- [Records shown]:
══════
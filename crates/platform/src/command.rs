//! Bounded external command execution
//!
//! Every tool a source shells out to (`ss`, `lsof`, `systemctl`, ...)
//! runs through [`CommandRunner`], which kills the child once the configured
//! timeout elapses and reports it as [`SourceError::Timeout`].

use std::io::{ErrorKind, Read};
use std::process::{Command, Stdio};
use std::thread;
use std::time::{Duration, Instant};
use tracing::{debug, trace};
use witr_core::{SourceError, SourceResult};

/// How often a running child is polled for exit
const POLL_INTERVAL: Duration = Duration::from_millis(10);

/// Captured result of a finished command
#[derive(Debug, Clone)]
pub struct CommandOutput {
    pub success: bool,
    pub code: Option<i32>,
    pub stdout: String,
    pub stderr: String,
}

/// Runs external commands with a deadline
#[derive(Debug, Clone, Copy)]
pub struct CommandRunner {
    timeout: Duration,
}

impl Default for CommandRunner {
    fn default() -> Self {
        Self::new(Duration::from_millis(crate::DEFAULT_TIMEOUT_MS))
    }
}

impl CommandRunner {
    pub fn new(timeout: Duration) -> Self {
        Self { timeout }
    }

    pub fn timeout(&self) -> Duration {
        self.timeout
    }

    /// Run `program args...` and capture its output
    ///
    /// A missing binary is [`SourceError::Unavailable`]; a child still running
    /// at the deadline is killed and reported as [`SourceError::Timeout`].
    pub fn run(
        &self,
        collaborator: &'static str,
        program: &str,
        args: &[&str],
    ) -> SourceResult<CommandOutput> {
        debug!(program, ?args, timeout = ?self.timeout, "Running command");
        let mut child = Command::new(program)
            .args(args)
            .env("LC_ALL", "C")
            .stdin(Stdio::null())
            .stdout(Stdio::piped())
            .stderr(Stdio::piped())
            .spawn()
            .map_err(|e| match e.kind() {
                ErrorKind::NotFound => SourceError::unavailable(collaborator, format!("{} not installed", program)),
                ErrorKind::PermissionDenied => SourceError::AccessDenied {
                    what: program.to_string(),
                },
                _ => SourceError::unavailable(collaborator, e),
            })?;

        // Drain pipes on their own threads so a chatty child cannot block on a full pipe
        let stdout = child.stdout.take().map(spawn_reader);
        let stderr = child.stderr.take().map(spawn_reader);

        let deadline = Instant::now() + self.timeout;
        let status = loop {
            match child.try_wait() {
                Ok(Some(status)) => break status,
                Ok(None) if Instant::now() >= deadline => {
                    let _ = child.kill();
                    let _ = child.wait();
                    return Err(SourceError::Timeout {
                        collaborator,
                        after: self.timeout,
                    });
                }
                Ok(None) => thread::sleep(POLL_INTERVAL),
                Err(e) => return Err(SourceError::unavailable(collaborator, e)),
            }
        };

        let output = CommandOutput {
            success: status.success(),
            code: status.code(),
            stdout: join_reader(stdout),
            stderr: join_reader(stderr),
        };
        trace!(program, code = ?output.code, bytes = output.stdout.len(), "Command finished");
        Ok(output)
    }

    /// Like [`run`](Self::run) but a non-zero exit is an error
    pub fn run_ok(
        &self,
        collaborator: &'static str,
        program: &str,
        args: &[&str],
    ) -> SourceResult<String> {
        let output = self.run(collaborator, program, args)?;
        if output.success {
            return Ok(output.stdout);
        }
        let stderr = output.stderr.trim();
        if looks_like_permission_error(stderr) {
            return Err(SourceError::AccessDenied {
                what: format!("{} ({})", program, stderr),
            });
        }
        Err(SourceError::unavailable(
            collaborator,
            format!("{} exited with {:?}: {}", program, output.code, stderr),
        ))
    }
}

fn spawn_reader<R: Read + Send + 'static>(mut pipe: R) -> thread::JoinHandle<String> {
    thread::spawn(move || {
        let mut buf = Vec::new();
        let _ = pipe.read_to_end(&mut buf);
        String::from_utf8_lossy(&buf).into_owned()
    })
}

fn join_reader(handle: Option<thread::JoinHandle<String>>) -> String {
    handle.and_then(|h| h.join().ok()).unwrap_or_default()
}

fn looks_like_permission_error(stderr: &str) -> bool {
    let lower = stderr.to_lowercase();
    lower.contains("permission denied") || lower.contains("operation not permitted") || lower.contains("access denied")
}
══════
- [Task requirements]: Find how many lines of the listing include the string "piped" and give that number, nothing else.

- [Answer for this exercise]: 2